La prévision d’une hausse de 1,5 % du PIB en 2011, après 3,1 % en 2010, se fonde sur un scénario pessimiste concernant le yen et l’Asie
Patrick Aussannaire

Chat échaudé craint l’eau froide. Le gouvernement japonais a livré mercredi des prévisions prudentes, anticipant un ralentissement de la croissance pour l’exercice fiscal 2011 débutant en avril à 1,5%. Cependant, BNP Paribas rappelle que le pays, quoique en déflation, est loin d’être «dans une spirale déflationniste où la baisse des prix induit une contraction de l’activité» et que ce rythme reste supérieur à son potentiel de 0,75%. De plus, malgré une contraction probable du PIB au quatrième trimestre 2010 du fait de la fin de la hausse des prix du tabac et de la prime écologique, la croissance devrait atteindre 4,3% en 2010 (3,1% sur l’exercice fiscal), contre 2,8% aux Etats-Unis et 1,7% en zone euro.

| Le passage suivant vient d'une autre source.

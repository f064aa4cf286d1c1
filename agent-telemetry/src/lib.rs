//! Observability utilities for agents.
//!
//! [`metrics`] holds the thread-safe aggregators the runtime feeds on every
//! task outcome; [`tracing_support`] installs a `tracing` subscriber for
//! binaries that embed the runtime.

#![warn(missing_docs, clippy::pedantic)]

pub mod metrics;
pub mod tracing_support;

pub use metrics::{
    ConversationMetrics, ConversationSnapshot, MessageCounts, OperationSnapshot,
    OutcomeMetrics, OutcomeSample, TaskMetrics, TaskMetricsSnapshot,
};
pub use tracing_support::{init_tracing, TelemetryError};
//! Agent runtime: lifecycle operations, task submission, and bookkeeping.

use std::fmt;
use std::future::Future;
use std::sync::{Arc, Mutex, MutexGuard, PoisonError};

use agent_config::AgentConfig;
use agent_memory::{ExecutionMemory, DEFAULT_SUMMARY_ENTRIES};
use agent_primitives::{AgentId, AgentIdentity, WorkItem};
use agent_telemetry::{ConversationMetrics, OutcomeMetrics, TaskMetrics};
use futures::future::{join_all, JoinAll};
use tokio::sync::watch;
use tracing::{debug, info, warn};

use crate::error::{AgentError, AgentResult, BoxError};
use crate::handler::TaskHandler;
use crate::lifecycle::{AgentState, Lifecycle};
use crate::status::AgentStatus;
use crate::worker::{TaskHandle, Worker};

/// Entry count above which [`AgentRuntime::compact_memory`] writes a summary.
pub const SUMMARY_THRESHOLD: usize = 10;

/// State shared between the runtime and its worker.
pub(crate) struct Shared<H, M> {
    pub(crate) identity: AgentIdentity,
    pub(crate) config: Arc<AgentConfig>,
    pub(crate) handler: H,
    pub(crate) metrics: M,
    pub(crate) memory: ExecutionMemory,
}

/// Long-lived agent that processes tasks on a single dedicated worker.
///
/// Lifecycle calls are serialized per agent and validated against
/// [`AgentState::can_transition`]. Tasks are accepted only while
/// [`AgentState::Started`] and run one at a time in submission order.
pub struct AgentRuntime<H, M = TaskMetrics>
where
    H: TaskHandler,
    M: OutcomeMetrics,
{
    shared: Arc<Shared<H, M>>,
    lifecycle: Lifecycle,
    transitions: tokio::sync::Mutex<()>,
    worker: Mutex<Option<Worker<H>>>,
}

/// Runtime for conversational agents, aggregating [`ConversationMetrics`].
pub type ChatRuntime<H> = AgentRuntime<H, ConversationMetrics>;

impl<H> AgentRuntime<H, TaskMetrics>
where
    H: TaskHandler,
{
    /// Starts building a runtime for `identity` driven by `handler`.
    #[must_use]
    pub fn builder(identity: AgentIdentity, handler: H) -> AgentRuntimeBuilder<H, TaskMetrics> {
        AgentRuntimeBuilder {
            identity,
            handler,
            config: AgentConfig::default(),
            metrics: TaskMetrics::default(),
        }
    }

    /// Creates a runtime with task metrics.
    #[must_use]
    pub fn new(identity: AgentIdentity, config: AgentConfig, handler: H) -> Self {
        Self::builder(identity, handler).config(config).build()
    }
}

impl<H, M> AgentRuntime<H, M>
where
    H: TaskHandler,
    M: OutcomeMetrics,
{
    /// Returns the identifier of this agent.
    #[must_use]
    pub fn agent_id(&self) -> AgentId {
        self.shared.identity.id()
    }

    /// Returns the agent identity.
    #[must_use]
    pub fn identity(&self) -> &AgentIdentity {
        &self.shared.identity
    }

    /// Returns the immutable configuration.
    #[must_use]
    pub fn config(&self) -> &AgentConfig {
        &self.shared.config
    }

    /// Returns the task handler.
    #[must_use]
    pub fn handler(&self) -> &H {
        &self.shared.handler
    }

    /// Returns the metrics aggregator.
    #[must_use]
    pub fn metrics(&self) -> &M {
        &self.shared.metrics
    }

    /// Returns the execution history.
    #[must_use]
    pub fn memory(&self) -> &ExecutionMemory {
        &self.shared.memory
    }

    /// Returns the current lifecycle state.
    #[must_use]
    pub fn state(&self) -> AgentState {
        self.lifecycle.state()
    }

    /// Returns a receiver notified on every state change.
    #[must_use]
    pub fn subscribe_state(&self) -> watch::Receiver<AgentState> {
        self.lifecycle.subscribe()
    }

    /// Returns `true` while tasks are accepted.
    #[must_use]
    pub fn is_running(&self) -> bool {
        self.state().can_process_tasks()
    }

    /// Returns `true` while paused.
    #[must_use]
    pub fn is_paused(&self) -> bool {
        self.state() == AgentState::Paused
    }

    /// Submits a task without blocking.
    ///
    /// The returned handle resolves with [`AgentError::NotRunning`] right away
    /// unless the agent is [`AgentState::Started`].
    pub fn submit(&self, task: H::Task) -> TaskHandle<H::Output> {
        let agent_id = self.agent_id();
        let state = self.state();
        if !state.can_process_tasks() {
            debug!(%agent_id, ?state, "task rejected");
            return TaskHandle::resolved(agent_id, Err(AgentError::NotRunning { agent_id, state }));
        }

        let slot = self.worker_slot();
        let Some(worker) = slot.as_ref() else {
            let state = self.state();
            return TaskHandle::resolved(agent_id, Err(AgentError::NotRunning { agent_id, state }));
        };
        let (reply, handle) = TaskHandle::channel(agent_id);
        worker.enqueue(task, reply);
        handle
    }

    /// Submits every task in order and waits for all outcomes.
    pub fn submit_all<I>(&self, tasks: I) -> JoinAll<TaskHandle<H::Output>>
    where
        I: IntoIterator<Item = H::Task>,
    {
        join_all(tasks.into_iter().map(|task| self.submit(task)))
    }

    /// Moves `Created` or `Paused` to `Started`, provisioning the worker if needed.
    ///
    /// # Errors
    ///
    /// Returns [`AgentError::IllegalTransition`] from any other state, and
    /// [`AgentError::LifecycleHook`] when [`TaskHandler::on_starting`] fails or
    /// no tokio runtime is available to host the worker.
    pub async fn start(&self) -> AgentResult<()> {
        self.drive(AgentState::Starting, AgentState::Started, self.do_start())
            .await
    }

    /// Moves `Started` to `Paused`. The worker stays provisioned.
    ///
    /// # Errors
    ///
    /// Returns [`AgentError::IllegalTransition`] from any other state, and
    /// [`AgentError::LifecycleHook`] when [`TaskHandler::on_pausing`] fails.
    pub async fn pause(&self) -> AgentResult<()> {
        self.drive(AgentState::Pausing, AgentState::Paused, self.do_pause())
            .await
    }

    /// Moves `Started` or `Paused` to `Stopped`.
    ///
    /// Queued tasks are drained for up to the configured shutdown timeout;
    /// past it the worker is aborted and unfinished tasks resolve with
    /// [`AgentError::Cancelled`].
    ///
    /// # Errors
    ///
    /// Returns [`AgentError::IllegalTransition`] from any other state, and
    /// [`AgentError::LifecycleHook`] when [`TaskHandler::on_stopping`] fails.
    pub async fn stop(&self) -> AgentResult<()> {
        self.drive(AgentState::Stopping, AgentState::Stopped, self.do_stop())
            .await
    }

    /// Moves `Stopped` or `Error` back to `Created`, clearing metrics and memory.
    ///
    /// # Errors
    ///
    /// Returns [`AgentError::IllegalTransition`] from any other state, and
    /// [`AgentError::LifecycleHook`] when [`TaskHandler::on_resetting`] fails.
    pub async fn reset(&self) -> AgentResult<()> {
        self.drive(AgentState::Resetting, AgentState::Created, self.do_reset())
            .await
    }

    /// Compacts the history and, when more than [`SUMMARY_THRESHOLD`] entries
    /// remain, stores a fresh summary.
    ///
    /// The summary comes from [`TaskHandler::memory_summary`] when it returns
    /// text, otherwise from the built-in digest. A blank custom summary is
    /// not stored. Returns the stored summary.
    pub fn compact_memory(&self) -> Option<String> {
        let memory = &self.shared.memory;
        let evicted = memory.compact();
        if memory.len() <= SUMMARY_THRESHOLD {
            debug!(agent_id = %self.agent_id(), evicted, "memory compacted");
            return None;
        }

        let summary = match self.shared.handler.memory_summary(memory) {
            Some(custom) if custom.trim().is_empty() => {
                debug!(
                    agent_id = %self.agent_id(),
                    evicted,
                    "memory compacted; blank summary skipped"
                );
                return None;
            }
            Some(custom) => {
                memory.set_summary(custom.clone());
                custom
            }
            None => memory.summarize(self.shared.identity.name(), DEFAULT_SUMMARY_ENTRIES),
        };
        debug!(agent_id = %self.agent_id(), evicted, "memory compacted and summarized");
        Some(summary)
    }

    /// Drops every history entry and the summary.
    pub fn clear_memory(&self) {
        self.shared.memory.clear();
    }

    /// Stores a successful, zero-duration entry carrying `learning`.
    pub fn record_learning(
        &self,
        task: &H::Task,
        result: Option<&H::Output>,
        learning: impl Into<String>,
    ) -> u64 {
        self.shared.memory.record(
            task.describe(),
            result.map(ToString::to_string),
            true,
            std::time::Duration::ZERO,
            Some(learning.into()),
        )
    }

    /// Point-in-time status for health and status reporting.
    #[must_use]
    pub fn status(&self) -> AgentStatus<M::Snapshot> {
        AgentStatus::new(
            self.shared.identity.clone(),
            self.state(),
            self.shared.config.metrics_enabled(),
            self.shared.metrics.snapshot(),
            self.shared.memory.stats(),
        )
    }

    async fn drive<F>(&self, intermediate: AgentState, target: AgentState, step: F) -> AgentResult<()>
    where
        F: Future<Output = Result<(), BoxError>>,
    {
        let _guard = self.transitions.lock().await;
        self.enter(intermediate)?;

        match step.await {
            Ok(()) => {
                self.enter(target)?;
                info!(agent_id = %self.agent_id(), state = ?target, "agent lifecycle step complete");
                Ok(())
            }
            Err(source) => {
                let previous = self.lifecycle.force(AgentState::Error);
                self.shared
                    .handler
                    .on_state_changed(previous, AgentState::Error);
                warn!(agent_id = %self.agent_id(), state = ?intermediate, error = %source, "lifecycle hook failed");
                Err(AgentError::LifecycleHook {
                    agent_id: self.agent_id(),
                    state: intermediate,
                    source,
                })
            }
        }
    }

    fn enter(&self, next: AgentState) -> AgentResult<()> {
        let previous = self.lifecycle.transition(next)?;
        self.shared.handler.on_state_changed(previous, next);
        Ok(())
    }

    async fn do_start(&self) -> Result<(), BoxError> {
        self.shared.handler.on_starting().await?;

        let mut slot = self.worker_slot();
        if !slot.as_ref().is_some_and(Worker::is_alive) {
            *slot = Some(Worker::spawn(Arc::clone(&self.shared))?);
            debug!(agent_id = %self.agent_id(), "worker provisioned");
        }
        Ok(())
    }

    async fn do_pause(&self) -> Result<(), BoxError> {
        self.shared.handler.on_pausing().await
    }

    async fn do_stop(&self) -> Result<(), BoxError> {
        let worker = self.worker_slot().take();
        if let Some(worker) = worker {
            let drained = worker.shutdown(self.shared.config.shutdown_timeout()).await;
            debug!(agent_id = %self.agent_id(), drained, "worker released");
        }
        self.shared.handler.on_stopping().await
    }

    async fn do_reset(&self) -> Result<(), BoxError> {
        self.shared.metrics.reset();
        self.shared.memory.clear();
        self.shared.handler.on_resetting().await
    }

    fn worker_slot(&self) -> MutexGuard<'_, Option<Worker<H>>> {
        self.worker.lock().unwrap_or_else(PoisonError::into_inner)
    }
}

impl<H, M> fmt::Debug for AgentRuntime<H, M>
where
    H: TaskHandler,
    M: OutcomeMetrics,
{
    fn fmt(&self, f: &mut fmt::Formatter<'_>) -> fmt::Result {
        f.debug_struct("AgentRuntime")
            .field("agent_id", &self.agent_id())
            .field("name", &self.shared.identity.name())
            .field("state", &self.state())
            .finish_non_exhaustive()
    }
}

impl<H, M> fmt::Display for AgentRuntime<H, M>
where
    H: TaskHandler,
    M: OutcomeMetrics,
{
    fn fmt(&self, f: &mut fmt::Formatter<'_>) -> fmt::Result {
        let identity = &self.shared.identity;
        write!(
            f,
            "{}{{id={}, version={}, state={}}}",
            identity.name(),
            identity.id(),
            identity.version(),
            self.state()
        )
    }
}

/// Builder for [`AgentRuntime`].
#[derive(Debug)]
pub struct AgentRuntimeBuilder<H, M> {
    identity: AgentIdentity,
    handler: H,
    config: AgentConfig,
    metrics: M,
}

impl<H, M> AgentRuntimeBuilder<H, M>
where
    H: TaskHandler,
    M: OutcomeMetrics,
{
    /// Overrides the default configuration.
    #[must_use]
    pub fn config(mut self, config: AgentConfig) -> Self {
        self.config = config;
        self
    }

    /// Swaps the metrics aggregator, e.g. for [`ConversationMetrics`].
    #[must_use]
    pub fn metrics<N: OutcomeMetrics>(self, metrics: N) -> AgentRuntimeBuilder<H, N> {
        AgentRuntimeBuilder {
            identity: self.identity,
            handler: self.handler,
            config: self.config,
            metrics,
        }
    }

    /// Finishes the runtime in [`AgentState::Created`].
    #[must_use]
    pub fn build(self) -> AgentRuntime<H, M> {
        let lifecycle = Lifecycle::new(self.identity.id());
        let memory = ExecutionMemory::new(self.config.memory_capacity());
        debug!(agent_id = %self.identity.id(), name = self.identity.name(), "agent runtime created");

        AgentRuntime {
            shared: Arc::new(Shared {
                identity: self.identity,
                config: Arc::new(self.config),
                handler: self.handler,
                metrics: self.metrics,
                memory,
            }),
            lifecycle,
            transitions: tokio::sync::Mutex::new(()),
            worker: Mutex::new(None),
        }
    }
}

A la suite du recul de 55,4% de l’excédent commercial en novembre, le gouvernement a également révisé à la baisse son opinion sur les exportations en raison du ralentissement de la reprise en Asie et d’un yen qui reste fort, malgré les mesures prises par la Banque du Japon. BNP Paribas estime en outre que «le risque principal provient de la mise en œuvre, en Europe et aux Etats-Unis, de mesures d’assainissement budgétaire qui pourraient peser plus fortement que prévu sur l'économie mondiale».

En revanche, la banque insiste sur le fait que «la croissance des économies asiatiques pourrait être plus forte que les prévisions actuelles». De plus, le très fort niveau de dette publique (ratio dette / PIB proche des 200%) contraint les autorités du pays à poursuivre une politique monétaire et budgétaire conjointe expansionniste afin de monétiser une partie de la dette publique et de maintenir le niveau très bas des intérêts sur la dette publique, qui devrait stimuler la demande intérieure et limiter la hausse du yen.

Sur le plan intérieur, le gouvernement prévoit un recul du taux de chômage de 5% actuellement à 4,7% dans les dix-huit mois. Cette situation favorable du marché de l’emploi est largement imputable à la grande flexibilité des salaires au Japon et explique en grande partie pourquoi l'économie a basculé dans la déflation. Dans ce contexte, le gouvernement prévoit une stabilité des prix à la consommation en 2011, mais pas de sortie de la déflation en tenant compte de l’indice hors produits alimentaires. Un scénario qui pourrait néanmoins se modifier si la politique monétaire durablement très expansionniste de la Fed faisait réapparaître des tensions inflationnistes.